Using the listing below, print exactly everything from the line with "use crate::errors::ApiResult;" down to the line with "transactions, newest first", both included, and nothing more.
Top of Input data
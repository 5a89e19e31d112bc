//! Card-number feature extraction
//!
//! Derives the normalized feature vector the card risk calculation gates on.

use crate::types::CardFeatures;

/// Shortest accepted card number length
const MIN_CARD_LEN: usize = 13;

/// Longest accepted card number length
const MAX_CARD_LEN: usize = 19;

/// Repetition counts at or above this saturate the repetition score
const REPETITION_CAP: f64 = 5.0;

/// Strip every non-digit character from the raw card number
pub fn clean_card_number(raw: &str) -> String {
    raw.chars().filter(|c| c.is_ascii_digit()).collect()
}

/// Extract the feature vector from a raw card number
pub fn extract_features(raw: &str) -> CardFeatures {
    let cleaned = clean_card_number(raw);
    CardFeatures {
        length_score: length_score(cleaned.len()),
        checksum_failed: !luhn_valid(&cleaned),
        repetition_score: repetition_score(&cleaned),
    }
}

/// Normalized position of the length between the accepted bounds
///
/// Deliberately unclamped: lengths outside 13-19 land outside [0,1] and the
/// risk gate reads the raw value.
fn length_score(len: usize) -> f64 {
    (len as f64 - MIN_CARD_LEN as f64) / (MAX_CARD_LEN - MIN_CARD_LEN) as f64
}

/// Luhn checksum over a digit string
///
/// Traverses right to left, doubling every second digit starting from the
/// second-from-rightmost and subtracting 9 from doubled values above 9; the
/// number is valid iff the digit sum is divisible by 10. The empty string
/// sums to zero and passes. Non-digit characters contribute nothing.
pub fn luhn_valid(digits: &str) -> bool {
    let mut sum = 0u32;
    let mut double = false;

    for c in digits.chars().rev() {
        let mut digit = c.to_digit(10).unwrap_or(0);
        if double {
            digit *= 2;
            if digit > 9 {
                digit -= 9;
            }
        }
        sum += digit;
        double = !double;
    }

    sum % 10 == 0
}

/// Consecutive-digit repetition score
///
/// Counts one per digit beyond the second in each run of identical
/// consecutive digits, normalized against [`REPETITION_CAP`] and clamped
/// to 1.0.
pub fn repetition_score(digits: &str) -> f64 {
    let mut repetitions = 0u32;
    let mut streak = 0u32;
    let mut last = None;

    for c in digits.chars() {
        if Some(c) == last {
            streak += 1;
            if streak > 2 {
                repetitions += 1;
            }
        } else {
            streak = 1;
        }
        last = Some(c);
    }

    (f64::from(repetitions) / REPETITION_CAP).min(1.0)
}

#[cfg(test)]
mod tests {
    use super::*;

    #[test]
    fn test_clean_strips_separators() {
        assert_eq!(clean_card_number("4532-0151-1283-0366"), "4532015112830366");
        assert_eq!(clean_card_number("4532 0151 1283 0366"), "4532015112830366");
        assert_eq!(clean_card_number("no digits"), "");
    }

    #[test]
    fn test_luhn_known_vectors() {
        assert!(luhn_valid("4532015112830366"));
        assert!(!luhn_valid("1234567890123"));
        // Empty sum is zero, vacuously valid
        assert!(luhn_valid(""));
    }

    #[test]
    fn test_luhn_single_digit_flip_invalidates() {
        assert!(luhn_valid("4532015112830366"));
        assert!(!luhn_valid("4532015112830367"));
    }

    #[test]
    fn test_length_score_bounds() {
        let f = extract_features("4532015112830366"); // 16 digits
        assert!((f.length_score - 0.5).abs() < 1e-12);

        let f = extract_features("1234567890123"); // 13 digits
        assert_eq!(f.length_score, 0.0);

        let f = extract_features("1234567890123456789"); // 19 digits
        assert!((f.length_score - 1.0).abs() < 1e-12);

        // Out-of-band lengths are not clamped
        let f = extract_features("");
        assert!(f.length_score < 0.0);
    }

    #[test]
    fn test_repetition_saturates() {
        // 13 identical digits: 11 counted repetitions, clamped to 1.0
        assert_eq!(repetition_score("1111111111111"), 1.0);
    }

    #[test]
    fn test_repetition_zero_for_short_runs() {
        assert_eq!(repetition_score("1212121212121"), 0.0);
        // Runs of exactly two never count
        assert_eq!(repetition_score("1122334455667"), 0.0);
    }

    #[test]
    fn test_repetition_partial() {
        // One run of four ones counts twice: 2 / 5
        assert!((repetition_score("1111234567890") - 0.4).abs() < 1e-12);
    }

    #[test]
    fn test_empty_card_is_degenerate_but_defined() {
        let f = extract_features("");
        assert!(!f.checksum_failed);
        assert_eq!(f.repetition_score, 0.0);
    }
}
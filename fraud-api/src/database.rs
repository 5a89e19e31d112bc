use crate::errors::ApiResult;
use crate::models::{CheckRequest, TransactionRecord};
use anyhow::Result;
use chrono::{DateTime, Utc};
use risk_core::Verdict;
use sqlx::{postgres::PgPoolOptions, PgPool};
use std::time::Duration;
use uuid::Uuid;

pub async fn create_pool(database_url: &str, max_connections: u32) -> Result<PgPool> {
    let pool = PgPoolOptions::new()
        .max_connections(max_connections)
        .acquire_timeout(Duration::from_secs(5))
        .connect(database_url)
        .await?;

    Ok(pool)
}

pub async fn health_check(pool: &PgPool) -> Result<()> {
    sqlx::query("SELECT 1").execute(pool).await?;
    Ok(())
}

/// Persist a checked transaction together with its verdict; returns the new row id
pub async fn insert_transaction(
    pool: &PgPool,
    user_id: Uuid,
    request: &CheckRequest,
    verdict: &Verdict,
    evaluated_at: DateTime<Utc>,
) -> ApiResult<Uuid> {
    let id = Uuid::new_v4();

    sqlx::query(
        "INSERT INTO transactions
            (id, user_id, amount, merchant_name, card_number, transaction_date,
             is_fraudulent, risk_level, fraud_indicators)
         VALUES ($1, $2, $3, $4, $5, $6, $7, $8, $9)",
    )
    .bind(id)
    .bind(user_id)
    .bind(request.amount)
    .bind(&request.merchant_name)
    .bind(&request.card_number)
    .bind(evaluated_at)
    .bind(verdict.is_fraudulent)
    .bind(verdict.risk_level.as_str())
    .bind(&verdict.reasons)
    .execute(pool)
    .await?;

    Ok(id)
}

/// A user's checked transactions, newest first
pub async fn transactions_for_user(
    pool: &PgPool,
    user_id: Uuid,
) -> ApiResult<Vec<TransactionRecord>> {
    let transactions = sqlx::query_as::<_, TransactionRecord>(
        "SELECT id, user_id, amount, merchant_name, card_number, transaction_date,
                is_fraudulent, risk_level, fraud_indicators
         FROM transactions
         WHERE user_id = $1
         ORDER BY transaction_date DESC",
    )
    .bind(user_id)
    .fetch_all(pool)
    .await?;

    Ok(transactions)
}
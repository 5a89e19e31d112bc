//! Property-based tests for scorer invariants
//!
//! These tests use proptest to verify critical invariants:
//! - Amount risk stays within [0.20, 1.00] and has no jump at the upper breakpoints
//! - The combined score is a convex combination bounded by [0,1]
//! - The fraud flag agrees with the tier thresholds
//! - Confidence never drops below 0.5
//! - Exactly one Luhn check digit completes any digit prefix

use chrono::{DateTime, TimeZone, Utc};
use proptest::prelude::*;
use risk_core::{
    card, scoring, MerchantCategory, RiskLevel, RiskScorer, Transaction,
};

/// Strategy for generating positive amounts
fn amount_strategy() -> impl Strategy<Value = f64> {
    (1u64..1_000_000_00u64).prop_map(|cents| cents as f64 / 100.0)
}

/// Strategy for generating merchant categories
fn category_strategy() -> impl Strategy<Value = MerchantCategory> {
    prop_oneof![
        Just(MerchantCategory::OnlineRetail),
        Just(MerchantCategory::Gambling),
        Just(MerchantCategory::Travel),
        Just(MerchantCategory::Electronics),
        Just(MerchantCategory::Unknown),
    ]
}

/// Strategy for generating merchant names, matched and unmatched alike
fn merchant_name_strategy() -> impl Strategy<Value = String> {
    prop_oneof![
        Just("Amazon Shop".to_string()),
        Just("CasinoBet Online".to_string()),
        Just("AirAsia Travel".to_string()),
        Just("TechWorld".to_string()),
        Just("Joe's Diner".to_string()),
        "[a-z ]{0,24}",
    ]
}

/// Strategy for generating card numbers, in and out of the accepted band
fn card_number_strategy() -> impl Strategy<Value = String> {
    "[0-9]{10,22}"
}

/// Strategy for generating evaluation timestamps across hours and weekdays
fn timestamp_strategy() -> impl Strategy<Value = DateTime<Utc>> {
    (1u32..=28u32, 0u32..24u32).prop_map(|(day, hour)| {
        Utc.with_ymd_and_hms(2024, 6, day, hour, 30, 0).unwrap()
    })
}

proptest! {
    #![proptest_config(ProptestConfig::with_cases(256))]

    /// Property: amount risk is bounded by [0.20, 1.00] for any positive amount
    #[test]
    fn prop_amount_risk_bounded(amount in amount_strategy(), category in category_strategy()) {
        let scorer = RiskScorer::default();
        let risk = scorer.amount_risk(amount, category);
        prop_assert!(risk >= 0.2);
        prop_assert!(risk <= 1.0);
    }

    /// Property: amount risk has no jump at the medium and high breakpoints
    #[test]
    fn prop_amount_risk_continuous_at_upper_breakpoints(category in category_strategy()) {
        let scorer = RiskScorer::default();
        let thresholds = scorer.rules().category(category).thresholds;
        let eps = 1e-9;

        for breakpoint in [thresholds.medium, thresholds.high] {
            let below = scorer.amount_risk(breakpoint, category);
            let above = scorer.amount_risk(breakpoint + eps, category);
            prop_assert!((above - below).abs() < 1e-6);
        }
    }

    /// Property: the combined score is bounded and the flag matches the
    /// recomputed weighted sum
    #[test]
    fn prop_verdict_consistent(
        amount in amount_strategy(),
        merchant in merchant_name_strategy(),
        card_number in card_number_strategy(),
        at in timestamp_strategy(),
    ) {
        let scorer = RiskScorer::default();
        let verdict = scorer.evaluate(
            &Transaction {
                amount,
                merchant_name: merchant.clone(),
                card_number: card_number.clone(),
            },
            at,
        );

        prop_assert!(verdict.risk_score >= 0.0);
        prop_assert!(verdict.risk_score <= 1.0);

        // Recompute the unrounded score through the public calculators
        use chrono::{Datelike, Timelike};
        let hour = at.hour();
        let day = at.weekday().num_days_from_sunday();
        let category = scoring::classify_merchant(&merchant);
        let features = card::extract_features(&card_number);
        let raw = scorer.merchant_risk(category, hour, day) * scoring::MERCHANT_WEIGHT
            + scorer.amount_risk(amount, category) * scoring::AMOUNT_WEIGHT
            + scorer.card_risk(&features) * scoring::CARD_WEIGHT
            + scorer.temporal_risk(hour, day) * scoring::TEMPORAL_WEIGHT;

        prop_assert_eq!(verdict.is_fraudulent, raw >= scoring::FRAUD_THRESHOLD);
        prop_assert!((verdict.risk_score - raw).abs() <= 0.005 + 1e-12);
    }

    /// Property: the flag is equivalent to landing in the High or Critical tier
    #[test]
    fn prop_flag_agrees_with_tier(
        amount in amount_strategy(),
        merchant in merchant_name_strategy(),
        card_number in card_number_strategy(),
        at in timestamp_strategy(),
    ) {
        let verdict = RiskScorer::default().evaluate(
            &Transaction { amount, merchant_name: merchant, card_number },
            at,
        );
        let flagged_tier = matches!(verdict.risk_level, RiskLevel::High | RiskLevel::Critical);
        prop_assert_eq!(verdict.is_fraudulent, flagged_tier);
    }

    /// Property: confidence never drops below the 0.5 floor
    #[test]
    fn prop_confidence_floor(
        amount in amount_strategy(),
        merchant in merchant_name_strategy(),
        card_number in card_number_strategy(),
        at in timestamp_strategy(),
    ) {
        let verdict = RiskScorer::default().evaluate(
            &Transaction { amount, merchant_name: merchant, card_number },
            at,
        );
        prop_assert!(verdict.confidence >= 0.5);
        prop_assert!(verdict.confidence <= 1.0);
    }

    /// Property: for any digit prefix exactly one final digit passes Luhn
    #[test]
    fn prop_luhn_single_check_digit(prefix in "[0-9]{12,18}") {
        let valid_count = (0..10)
            .filter(|d| card::luhn_valid(&format!("{prefix}{d}")))
            .count();
        prop_assert_eq!(valid_count, 1);
    }

    /// Property: repetition score is always within [0,1]
    #[test]
    fn prop_repetition_bounded(digits in "[0-9]{0,25}") {
        let score = card::repetition_score(&digits);
        prop_assert!(score >= 0.0);
        prop_assert!(score <= 1.0);
    }
}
Bottom of Input data
# [Result of the task]
use crate::errors::ApiResult;
use crate::models::{CheckRequest, TransactionRecord};
use anyhow::Result;
use chrono::{DateTime, Utc};
use risk_core::Verdict;
use sqlx::{postgres::PgPoolOptions, PgPool};
use std::time::Duration;
use uuid::Uuid;

pub async fn create_pool(database_url: &str, max_connections: u32) -> Result<PgPool> {
    let pool = PgPoolOptions::new()
        .max_connections(max_connections)
        .acquire_timeout(Duration::from_secs(5))
        .connect(database_url)
        .await?;

    Ok(pool)
}

pub async fn health_check(pool: &PgPool) -> Result<()> {
    sqlx::query("SELECT 1").execute(pool).await?;
    Ok(())
}

/// Persist a checked transaction together with its verdict; returns the new row id
pub async fn insert_transaction(
    pool: &PgPool,
    user_id: Uuid,
    request: &CheckRequest,
    verdict: &Verdict,
    evaluated_at: DateTime<Utc>,
) -> ApiResult<Uuid> {
    let id = Uuid::new_v4();

    sqlx::query(
        "INSERT INTO transactions
            (id, user_id, amount, merchant_name, card_number, transaction_date,
             is_fraudulent, risk_level, fraud_indicators)
         VALUES ($1, $2, $3, $4, $5, $6, $7, $8, $9)",
    )
    .bind(id)
    .bind(user_id)
    .bind(request.amount)
    .bind(&request.merchant_name)
    .bind(&request.card_number)
    .bind(evaluated_at)
    .bind(verdict.is_fraudulent)
    .bind(verdict.risk_level.as_str())
    .bind(&verdict.reasons)
    .execute(pool)
    .await?;

    Ok(id)
}

/// A user's checked transactions, newest first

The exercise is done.